Monday, July 28, 2008


Over the years, through child-rearing and teaching violin, I've had to cultivate a new art form: Patience. It hasn't been easy, I'll admit. When I studied violin (back in the dark ages), and went to school, expectations were higher. Students didn't receive A's just by showing up to class; a great deal of effort went into pulling those top grades. As for music lessons, based on personal experience, there was no such thing as sandwich criticism. (I just learned that term: you begin with a positive statement, layer with a criticism, and then finish with another positive comment). My teachers didn't know from such a thing; they let it rip, and on numerous occasions I packed up the violin with tears streaming down my face. You think Jascha Heifetz made nice? Or David Nadien? Israel "Izzy" Baker sent me home mid-lesson to "clean out my ears" based on a Sevcik exercise. Henri Temianka, a disciple of Carl Flesch, spent nearly two hours with me on the first page of the Sibelius Concerto. These marvelous task masters tore me to shreds, and due to my respect for them as artists, I emerged less self-satisfied and hopefully, more critical of my own playing.

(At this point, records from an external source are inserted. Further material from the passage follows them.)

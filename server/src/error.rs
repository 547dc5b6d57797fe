use axum::{
    Json,
    http::StatusCode,
    response::{IntoResponse, Response},
};
use serde_json::json;
use thiserror::Error;

#[derive(Error, Debug)]
pub enum AppError {
    #[error("Query parameter is required")]
    MissingQuery,

    #[error("{0}")]
    Upstream(String),
}

impl From<reqwest::Error> for AppError {
    fn from(err: reqwest::Error) -> Self {
        Self::Upstream(err.to_string())
    }
}

// Malformed nearCenter JSON is not distinguished from a provider
// failure; both surface as a 500.
impl From<serde_json::Error> for AppError {
    fn from(err: serde_json::Error) -> Self {
        Self::Upstream(err.to_string())
    }
}

impl IntoResponse for AppError {
    fn into_response(self) -> Response {
        match self {
            AppError::MissingQuery => (
                StatusCode::BAD_REQUEST,
                Json(json!({ "error": "Query parameter is required" })),
            )
                .into_response(),
            AppError::Upstream(message) => (
                StatusCode::INTERNAL_SERVER_ERROR,
                Json(json!({ "error": "Internal server error", "message": message })),
            )
                .into_response(),
        }
    }
}
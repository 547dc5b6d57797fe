use serde::{Deserialize, Serialize};

/// Provider that produced a suggestion.
///
/// Only one provider exists today; the tag stays so a future
/// multi-provider merge can tell results apart.
#[derive(Debug, Clone, Copy, PartialEq, Eq, Serialize, Deserialize)]
pub enum Source {
    #[serde(rename = "serpapi")]
    SerpApi,
}

/// One normalized candidate location.
///
/// `id` is unique within a single search response only. When the
/// provider supplies no identifier the fallback is built from the list
/// position and title, so the same place can get a different `id` on a
/// later call.
#[derive(Debug, Clone, PartialEq, Serialize, Deserialize)]
pub struct Suggestion {
    pub id: String,
    pub text: String,
    pub place_name: String,
    /// `[longitude, latitude]`, absent when the provider gave no
    /// geocoordinates.
    #[serde(skip_serializing_if = "Option::is_none")]
    pub coordinates: Option<[f64; 2]>,
    #[serde(skip_serializing_if = "Option::is_none")]
    pub address: Option<String>,
    pub source: Source,
}

/// Composes the `"{title}, {address}"` display string, stripping the
/// comma artifact left behind when either side is empty.
pub fn compose_place_name(title: &str, address: &str) -> String {
    let joined = format!("{title}, {address}");

    let stripped = match joined.strip_prefix(',') {
        Some(rest) => rest.trim_start(),
        None => joined.as_str(),
    };

    let trimmed = stripped.trim_end();
    match trimmed.strip_suffix(',') {
        Some(rest) => rest.trim_end().to_string(),
        None => trimmed.to_string(),
    }
}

But I have to learn to play by today's reality. Every now and then, while teaching an under-rehearsed or ill prepared student, the severe task master in me yearns to let loose. How do I pacify that overly critical voice? I glance up at a photograph of my beautiful, late sister Karen in my teaching studio. The image of Karen, with her radiant smile, calms my spirit. Blessed with inborn patience, and a charismatic personality, Karen made the impossible seem possible. It was Karen who encouraged my daughter Sarah to take her first steps, and my daughter Anna to walk on a balance beam, even though Anna was, at first, mortified. And it was Karen who taught my second grade playmates, even the most fearful, to swim. Her zest for life and love of children worked magic.

Getting back to sandwich criticism: I'll bet if my sister had been a violin teacher, she'd have served the sandwich, tossed the middle, yet inspired a feast of learning.